Конечно, это говорит Наполеон, враг Англии, но не слишком ли горька пилюля, которую Шоу, как принято полагать, слегка подсластил в своих «приятных пьесах»? Вот послушайте:
«Нет той подлости и того подвига, который не совершил бы англичанин; но не было случая, чтобы англичанин оказался не прав. Он все делает из принципа: он сражается с вами из патриотического принципа; грабит вас из делового принципа; порабощает вас из имперского принципа; грозит вам из принципа мужественности; он поддерживает своего короля из верноподданнического принципа и отрубает своему королю голову из принципа республиканского. Его неизменный девиз – долг; и он всегда помнит, что нация, допустившая, чтобы ее долг разошелся с ее интересами, обречена на гибель…»
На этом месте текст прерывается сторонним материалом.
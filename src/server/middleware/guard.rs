//! Role guard middleware

use crate::auth::{AuthenticatedContext, require_role};
use crate::core::models::Role;
use actix_web::body::EitherBody;
use actix_web::dev::{Service, ServiceRequest, ServiceResponse, Transform, forward_ready};
use actix_web::HttpMessage;
use futures_util::future::{LocalBoxFuture, Ready, ready};
use std::rc::Rc;

/// Restrict the wrapped routes to a set of roles.
///
/// Must run after [`AuthMiddleware`](super::AuthMiddleware): register it with `.wrap()`
/// *before* the auth middleware so that actix places it further inside.
#[derive(Debug, Clone)]
pub struct RequireRole {
    allowed: Rc<[Role]>,
}

impl RequireRole {
    pub fn new(allowed: &[Role]) -> Self {
        Self {
            allowed: Rc::from(allowed),
        }
    }

    pub fn admin() -> Self {
        Self::new(&[Role::Admin])
    }
}

impl<S, B> Transform<S, ServiceRequest> for RequireRole
where
    S: Service<ServiceRequest, Response = ServiceResponse<B>, Error = actix_web::Error>,
    S::Future: 'static,
    B: 'static,
{
    type Response = ServiceResponse<EitherBody<B>>;
    type Error = actix_web::Error;
    type InitError = ();
    type Transform = RequireRoleService<S>;
    type Future = Ready<Result<Self::Transform, Self::InitError>>;

    fn new_transform(&self, service: S) -> Self::Future {
        ready(Ok(RequireRoleService {
            service,
            allowed: Rc::clone(&self.allowed),
        }))
    }
}

/// Service implementation for the role guard
pub struct RequireRoleService<S> {
    service: S,
    allowed: Rc<[Role]>,
}

impl<S, B> Service<ServiceRequest> for RequireRoleService<S>
where
    S: Service<ServiceRequest, Response = ServiceResponse<B>, Error = actix_web::Error>,
    S::Future: 'static,
    B: 'static,
{
    type Response = ServiceResponse<EitherBody<B>>;
    type Error = actix_web::Error;
    type Future = LocalBoxFuture<'static, Result<Self::Response, Self::Error>>;

    forward_ready!(service);

    fn call(&self, req: ServiceRequest) -> Self::Future {
        let decision = {
            let extensions = req.extensions();
            require_role(extensions.get::<AuthenticatedContext>(), &self.allowed).map(|_| ())
        };

        match decision {
            Ok(()) => {
                let fut = self.service.call(req);
                Box::pin(async move { fut.await.map(ServiceResponse::map_into_left_body) })
            }
            Err(err) => Box::pin(ready(Ok(req.error_response(err).map_into_right_body()))),
        }
    }
}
К «приятным пьесам» относится и комедия «Поживем – увидим», в которой, по мнению весьма интересного исследователя творчества Шоу С. Пердэма, содержится одна из наиболее характерных для пьес Шоу любовных сцен.
« Валентайн.Да, любопытно! Странное, беспомощное какое-то ощущение, правда?
Глория (восставая против этого слова). Беспомощное?
Валентайн.Ну да. Словно природа, все эти годы предоставлявшая нам действовать сообразно нашему разумению и совести, вдруг занесла над нами свою огромную лапу, ухватила нас, маленьких своих детишек, за шиворот и давай нами орудовать по-свойски, преследуя свои цели и не считаясь с нашей волей».
Пердэм считает, что трактовать эту сцену как фарсовую или бурлескную будет глубоко ошибочным, ибо Валентайн вовсе не смеется над собой, а тщетно пытается сохранить разум и остаться рациональным в этой иррациональной ситуации:
« Валентайн.Да вот – заколдовали меня. Я самым честным образом стараюсь вести себя разумно, по-научному – словом, так, как вы требуете. Но… но… но… Ах, да неужели вы сами не видите, какую искру вы заронили мне в душу?
Глория.Надеюсь, что вы не настолько глупы… не настолько пошлы… чтобы сказать, что искра, которую я заронила вам в душу, – любовь?
Валентайн.Нет, нет, нет! Не любовь, помилуйте! Назовем это, если хотите, химией. Не станете же вы отрицать существование такого явления, как химическая реакция, или химическое сродство, или сочетание химических элементов, – ведь это изо всех сил, действующих в природе, – самая неотразимая! Ну так вот, вы неотразимо притягиваете меня к себе… химически, понимаете?» [9]9
Перевод Т. Литвиновой.
[Закрыть]
По мнению Пердэма, те критики, которые приняли всю эту рационалистическую «химию» всерьез, попали впросак.
Любовь не единственная проблема комедии «Поживем – увидим». Здесь высмеяны непереносимая спесь английского «хорошего общества», его смехотворные мерки человеческого достоинства, и одно неизменное мерило этого достоинства – деньги. Так что даже эта самая безобидная из четырех «приятных пьес» Шоу не была такой уж безобидной и вряд ли могла считаться «приятной во всех отношениях».